It’s time to debate national security. And yes, it SHOULD be a divisive debate.

Imagine we only had a minister of state running the Department of Health. Imagine the outrage. Yet minister for defence? We don’t give it a second thought. We are, on the subject of national safety, incredibly complacent, with “neutrality” the boiled 7UP solution to all ails. We don’t debate defence issues.
Oh, we claim we do: ask any TD and they’ll talk at length at the need to improve the terms and condition of Defence Forces personnel, and rightly so. They might also get very agitated at any suggestion of closing barracks in their constituencies, with all those paypackets appreciated locally. But ask them what the Defence Forces are actually for, what’s its specific mission, or how they should carry it out, and it becomes much more vague. Ask TDs about airspace or patrolling our waters and there’ll almost be a flippant answer, that stuff like that is for “the big boys” and not little countries like Ireland. Ask them about giving our personnel the proper equipment and they start getting cheap in a way they never would with any other public expenditure. As for actual weapons, like fighters or warships or missiles, suddenly, particularly on the left, they’re an indulgence, toys for the boys.
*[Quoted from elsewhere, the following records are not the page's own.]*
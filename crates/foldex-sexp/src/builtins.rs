//! Built-in vocabulary available in scope 0.

use std::cmp::Ordering;
use std::collections::HashSet;

use chrono::{DateTime, TimeDelta, Utc};

use crate::{Error, Result, Sexp, SexpResult, Term, Value};

pub(crate) fn register<C: 'static>(sexp: &mut Sexp<C>) {
    sexp.add_ifunction(0, "and", and);
    sexp.add_ifunction(0, "or", or);
    sexp.add_function(0, "not", |_, args| not(args));
    sexp.add_function(0, "<", |_, args| {
        compare("<", args).map(|ord| SexpResult::bool(ord == Ordering::Less))
    });
    sexp.add_function(0, ">", |_, args| {
        compare(">", args).map(|ord| SexpResult::bool(ord == Ordering::Greater))
    });
    sexp.add_function(0, "=", |_, args| {
        compare("=", args).map(|ord| SexpResult::bool(ord == Ordering::Equal))
    });
    sexp.add_function(0, "+", |_, args| plus(args));
    sexp.add_function(0, "-", |_, args| minus(args));
    sexp.add_function(0, "cast-int", |_, args| cast_int(args));
    sexp.add_function(0, "cast-string", |_, args| cast_string(args));
    sexp.add_function(0, "make-time", |_, args| make_time(args));
    sexp.add_function(0, "get-current-date", |_, args| {
        if args.is_empty() {
            Ok(SexpResult::time(Utc::now()))
        } else {
            Err(arity("get-current-date", 0, args.len()))
        }
    });
    sexp.add_ifunction(0, "if", if_);
    sexp.add_ifunction(0, "begin", begin);
}

/// Intersects two handle lists, keeping the order of `a`.
#[must_use]
pub fn intersect(a: &[String], b: &[String]) -> Vec<String> {
    let keep: HashSet<&str> = b.iter().map(String::as_str).collect();
    a.iter().filter(|s| keep.contains(s.as_str())).cloned().collect()
}

/// Unites two handle lists: `a` in order, then entries of `b` not in `a`.
#[must_use]
pub fn union(a: &[String], b: &[String]) -> Vec<String> {
    let mut seen: HashSet<&str> = a.iter().map(String::as_str).collect();
    let mut out = a.to_vec();
    for s in b {
        if seen.insert(s.as_str()) {
            out.push(s.clone());
        }
    }
    out
}

enum Acc {
    Empty,
    Bool(bool),
    Array(Vec<String>),
}

fn and<C: 'static>(sexp: &Sexp<C>, ctx: &mut C, args: &[Term]) -> Result<SexpResult> {
    let mut acc = Acc::Empty;

    for arg in args {
        let value = sexp.eval(ctx, arg)?.value;
        acc = match (acc, value) {
            (Acc::Empty | Acc::Bool(true), Value::Bool(false)) => {
                return Ok(SexpResult::bool(false));
            }
            (Acc::Empty | Acc::Bool(true), Value::Bool(true)) => Acc::Bool(true),
            (Acc::Empty, Value::Array(matches)) => Acc::Array(matches),
            (Acc::Array(a), Value::Array(b)) => Acc::Array(intersect(&a, &b)),
            (_, other) => {
                return Err(Error::eval(format!(
                    "Invalid types in and: {}",
                    other.type_name()
                )));
            }
        };
    }

    Ok(match acc {
        Acc::Empty => SexpResult::bool(true),
        Acc::Bool(b) => SexpResult::bool(b),
        Acc::Array(matches) => SexpResult::array(matches),
    })
}

fn or<C: 'static>(sexp: &Sexp<C>, ctx: &mut C, args: &[Term]) -> Result<SexpResult> {
    let mut acc = Acc::Empty;

    for arg in args {
        let value = sexp.eval(ctx, arg)?.value;
        acc = match (acc, value) {
            (Acc::Empty | Acc::Bool(false), Value::Bool(true)) => {
                return Ok(SexpResult::bool(true));
            }
            (Acc::Empty | Acc::Bool(false), Value::Bool(false)) => Acc::Bool(false),
            (Acc::Empty, Value::Array(matches)) => Acc::Array(matches),
            (Acc::Array(a), Value::Array(b)) => Acc::Array(union(&a, &b)),
            (_, other) => {
                return Err(Error::eval(format!(
                    "Invalid types in or: {}",
                    other.type_name()
                )));
            }
        };
    }

    Ok(match acc {
        Acc::Empty | Acc::Bool(_) => SexpResult::bool(false),
        Acc::Array(matches) => SexpResult::array(matches),
    })
}

fn not(args: &[SexpResult]) -> Result<SexpResult> {
    match args {
        [arg] => match arg.value {
            Value::Bool(b) => Ok(SexpResult::bool(!b)),
            ref other => Err(Error::eval(format!(
                "Invalid type in not: {}",
                other.type_name()
            ))),
        },
        _ => Err(arity("not", 1, args.len())),
    }
}

fn compare(name: &str, args: &[SexpResult]) -> Result<Ordering> {
    let [a, b] = args else {
        return Err(arity(name, 2, args.len()));
    };

    match (&a.value, &b.value) {
        (Value::Int(x), Value::Int(y)) => Ok(x.cmp(y)),
        (Value::String(x), Value::String(y)) => Ok(x.cmp(y)),
        (Value::Time(x), Value::Time(y)) => Ok(x.cmp(y)),
        (Value::Bool(x), Value::Bool(y)) if name == "=" => Ok(x.cmp(y)),
        (x, y) => Err(Error::eval(format!(
            "Incompatible types in compare {name}: {} and {}",
            x.type_name(),
            y.type_name()
        ))),
    }
}

fn plus(args: &[SexpResult]) -> Result<SexpResult> {
    let Some((first, rest)) = args.split_first() else {
        return Ok(SexpResult::int(0));
    };

    match &first.value {
        Value::Int(n) => {
            let mut total = *n;
            for arg in rest {
                total = total
                    .checked_add(expect_int("+", arg)?)
                    .ok_or_else(|| Error::eval("Integer overflow in +"))?;
            }
            Ok(SexpResult::int(total))
        }
        Value::String(s) => {
            let mut out = s.clone();
            for arg in rest {
                match &arg.value {
                    Value::String(more) => out.push_str(more),
                    other => return Err(mismatch("+", "string", other)),
                }
            }
            Ok(SexpResult::string(out))
        }
        Value::Time(t) => {
            let mut time = *t;
            for arg in rest {
                time = shift(time, expect_int("+", arg)?)?;
            }
            Ok(SexpResult::time(time))
        }
        other => Err(mismatch("+", "int, string or time", other)),
    }
}

fn minus(args: &[SexpResult]) -> Result<SexpResult> {
    let Some((first, rest)) = args.split_first() else {
        return Err(arity("-", 1, 0));
    };

    match (&first.value, rest) {
        (Value::Int(n), []) => n
            .checked_neg()
            .map(SexpResult::int)
            .ok_or_else(|| Error::eval("Integer overflow in -")),
        (Value::Int(n), _) => {
            let mut total = *n;
            for arg in rest {
                total = total
                    .checked_sub(expect_int("-", arg)?)
                    .ok_or_else(|| Error::eval("Integer overflow in -"))?;
            }
            Ok(SexpResult::int(total))
        }
        (
            Value::Time(a),
            [
                SexpResult {
                    value: Value::Time(b),
                    ..
                },
            ],
        ) => Ok(SexpResult::int((*a - *b).num_seconds())),
        (Value::Time(t), _) => {
            let mut time = *t;
            for arg in rest {
                let secs = expect_int("-", arg)?
                    .checked_neg()
                    .ok_or_else(|| Error::eval("Integer overflow in -"))?;
                time = shift(time, secs)?;
            }
            Ok(SexpResult::time(time))
        }
        (other, _) => Err(mismatch("-", "int or time", other)),
    }
}

fn cast_int(args: &[SexpResult]) -> Result<SexpResult> {
    let [arg] = args else {
        return Err(arity("cast-int", 1, args.len()));
    };

    match &arg.value {
        Value::Int(n) => Ok(SexpResult::int(*n)),
        Value::Bool(b) => Ok(SexpResult::int(i64::from(*b))),
        Value::Time(t) => Ok(SexpResult::int(t.timestamp())),
        Value::String(s) => s
            .trim()
            .parse()
            .map(SexpResult::int)
            .map_err(|_| Error::eval(format!("cast-int: not a number: {s:?}"))),
        other => Err(mismatch("cast-int", "int, bool, time or string", other)),
    }
}

fn cast_string(args: &[SexpResult]) -> Result<SexpResult> {
    let [arg] = args else {
        return Err(arity("cast-string", 1, args.len()));
    };

    match &arg.value {
        Value::String(s) => Ok(SexpResult::string(s.clone())),
        Value::Int(n) => Ok(SexpResult::string(n.to_string())),
        Value::Bool(b) => Ok(SexpResult::string(if *b { "1" } else { "0" })),
        Value::Time(t) => Ok(SexpResult::string(t.to_rfc3339())),
        other => Err(mismatch("cast-string", "int, bool, time or string", other)),
    }
}

fn make_time(args: &[SexpResult]) -> Result<SexpResult> {
    let [arg] = args else {
        return Err(arity("make-time", 1, args.len()));
    };

    match &arg.value {
        Value::String(s) => DateTime::parse_from_rfc3339(s)
            .map(|t| SexpResult::time(t.with_timezone(&Utc)))
            .map_err(|e| Error::eval(format!("make-time: {e}"))),
        Value::Int(secs) => DateTime::<Utc>::from_timestamp(*secs, 0)
            .map(SexpResult::time)
            .ok_or_else(|| Error::eval("make-time: out of range")),
        other => Err(mismatch("make-time", "string or int", other)),
    }
}

fn if_<C: 'static>(sexp: &Sexp<C>, ctx: &mut C, args: &[Term]) -> Result<SexpResult> {
    let (cond, then, otherwise) = match args {
        [cond, then] => (cond, then, None),
        [cond, then, otherwise] => (cond, then, Some(otherwise)),
        _ => return Err(arity("if", 2, args.len())),
    };

    match sexp.eval(ctx, cond)?.value {
        Value::Bool(true) => sexp.eval(ctx, then),
        Value::Bool(false) => match otherwise {
            Some(term) => sexp.eval(ctx, term),
            None => Ok(SexpResult::bool(false)),
        },
        other => Err(mismatch("if", "bool", &other)),
    }
}

fn begin<C: 'static>(sexp: &Sexp<C>, ctx: &mut C, args: &[Term]) -> Result<SexpResult> {
    let mut last = SexpResult::undefined();
    for arg in args {
        last = sexp.eval(ctx, arg)?;
    }
    Ok(last)
}

fn shift(time: DateTime<Utc>, secs: i64) -> Result<DateTime<Utc>> {
    TimeDelta::try_seconds(secs)
        .and_then(|delta| time.checked_add_signed(delta))
        .ok_or_else(|| Error::eval("Time out of range"))
}

fn expect_int(name: &str, arg: &SexpResult) -> Result<i64> {
    match arg.value {
        Value::Int(n) => Ok(n),
        ref other => Err(mismatch(name, "int", other)),
    }
}

fn arity(name: &str, expected: usize, got: usize) -> Error {
    Error::eval(format!("{name}: expected {expected} argument(s), got {got}"))
}

fn mismatch(name: &str, expected: &str, got: &Value) -> Error {
    Error::eval(format!(
        "{name}: expected {expected}, got {}",
        got.type_name()
    ))
}

#[cfg(test)]
#[allow(clippy::unwrap_used)]
mod tests {
    use super::*;

    fn eval(text: &str) -> Result<SexpResult> {
        let sexp: Sexp<()> = Sexp::new();
        sexp.eval_text(&mut (), text)
    }

    #[test]
    fn test_boolean_logic() {
        assert_eq!(eval("(and #t #t)").unwrap().as_bool(), Some(true));
        assert_eq!(eval("(and #t #f)").unwrap().as_bool(), Some(false));
        assert_eq!(eval("(and)").unwrap().as_bool(), Some(true));
        assert_eq!(eval("(or #f #t)").unwrap().as_bool(), Some(true));
        assert_eq!(eval("(or)").unwrap().as_bool(), Some(false));
        assert_eq!(eval("(not #f)").unwrap().as_bool(), Some(true));
    }

    #[test]
    fn test_short_circuit_skips_bad_branch() {
        // The second operand would fail if it were evaluated.
        assert_eq!(eval("(and #f (< 1 \"x\"))").unwrap().as_bool(), Some(false));
        assert_eq!(eval("(or #t (< 1 \"x\"))").unwrap().as_bool(), Some(true));
    }

    #[test]
    fn test_comparisons() {
        assert_eq!(eval("(< 1 2)").unwrap().as_bool(), Some(true));
        assert_eq!(eval("(> \"b\" \"a\")").unwrap().as_bool(), Some(true));
        assert_eq!(eval("(= #@10 #@10)").unwrap().as_bool(), Some(true));
        assert_eq!(eval("(= #t #t)").unwrap().as_bool(), Some(true));
    }

    #[test]
    fn test_incompatible_compare_is_error() {
        assert!(matches!(eval("(< 1 \"2\")"), Err(Error::Eval(_))));
        assert!(matches!(eval("(< #t #f)"), Err(Error::Eval(_))));
        assert!(matches!(eval("(= 1)"), Err(Error::Eval(_))));
    }

    #[test]
    fn test_arithmetic() {
        assert_eq!(eval("(+ 1 2 3)").unwrap().as_int(), Some(6));
        assert_eq!(eval("(- 10 4 1)").unwrap().as_int(), Some(5));
        assert_eq!(eval("(- 3)").unwrap().as_int(), Some(-3));
        assert_eq!(eval("(+ \"ab\" \"cd\")").unwrap().as_str(), Some("abcd"));
        assert_eq!(eval("(- #@100 #@40)").unwrap().as_int(), Some(60));
        assert_eq!(
            eval("(+ #@100 20)").unwrap().value,
            Value::Time(DateTime::from_timestamp(120, 0).unwrap())
        );
        assert_eq!(
            eval("(- #@100 20)").unwrap().value,
            Value::Time(DateTime::from_timestamp(80, 0).unwrap())
        );
        assert!(eval("(+ 1 \"a\")").is_err());
    }

    #[test]
    fn test_casts() {
        assert_eq!(eval("(cast-int \" 42 \")").unwrap().as_int(), Some(42));
        assert_eq!(eval("(cast-int #t)").unwrap().as_int(), Some(1));
        assert_eq!(eval("(cast-string 7)").unwrap().as_str(), Some("7"));
        assert!(eval("(cast-int \"nope\")").is_err());
    }

    #[test]
    fn test_make_time() {
        let result = eval("(make-time \"2024-01-02T03:04:05Z\")").unwrap();
        assert_eq!(
            result.value,
            Value::Time(DateTime::from_timestamp(1_704_164_645, 0).unwrap())
        );
        assert!(eval("(make-time \"yesterday\")").is_err());
    }

    #[test]
    fn test_if_and_begin() {
        assert_eq!(eval("(if (< 1 2) \"yes\" \"no\")").unwrap().as_str(), Some("yes"));
        assert_eq!(eval("(if #f 1)").unwrap().as_bool(), Some(false));
        assert_eq!(eval("(begin 1 2 3)").unwrap().as_int(), Some(3));
        assert!(eval("(if 1 2 3)").is_err());
    }

    #[test]
    fn test_set_helpers() {
        let a: Vec<String> = ["1", "2", "3"].iter().map(ToString::to_string).collect();
        let b: Vec<String> = ["3", "4", "1"].iter().map(ToString::to_string).collect();
        assert_eq!(intersect(&a, &b), vec!["1", "3"]);
        assert_eq!(union(&a, &b), vec!["1", "2", "3", "4"]);
    }
}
As with everything else in a country prone to groupthink, there’s a collective belief that defence is simply not an issue in the country, and an open hostility to anyone who suggests otherwise. Despite the fact that there is significant reason to believe that the Russians are active in our waters near transatlantic cables, and that we have suffered a very significant cyberattack by criminal elements on our national health service. 

Within our political system, complacency about national safety is what abortion used to be: the untouchable third rail of Irish politics. But even that is changing now. There’s certainly not anything close to majority support for joining NATO, but I believe there is significant support in the country to open the debate if not about NATO but identifying our defence needs and finally deciding to spend the money to meet them. 

If a party, presumably Fianna Fáil or Fine Gael were to join Independent Kildare TD Cathal Berry in saying that yes, this is a serious issue and yes, we are going to have to spend money on it, the usual suspects will kick off. But that’s what they always do.

I’m convinced there’s a less noisy but equally significant section of the country that wants this issue openly and honestly debated. It doesn’t mean we’re going to automatically make any decision, or even change what we are currently doing, but turning the subject into a normal political issue worthy of debate is a worthy exercise in itself.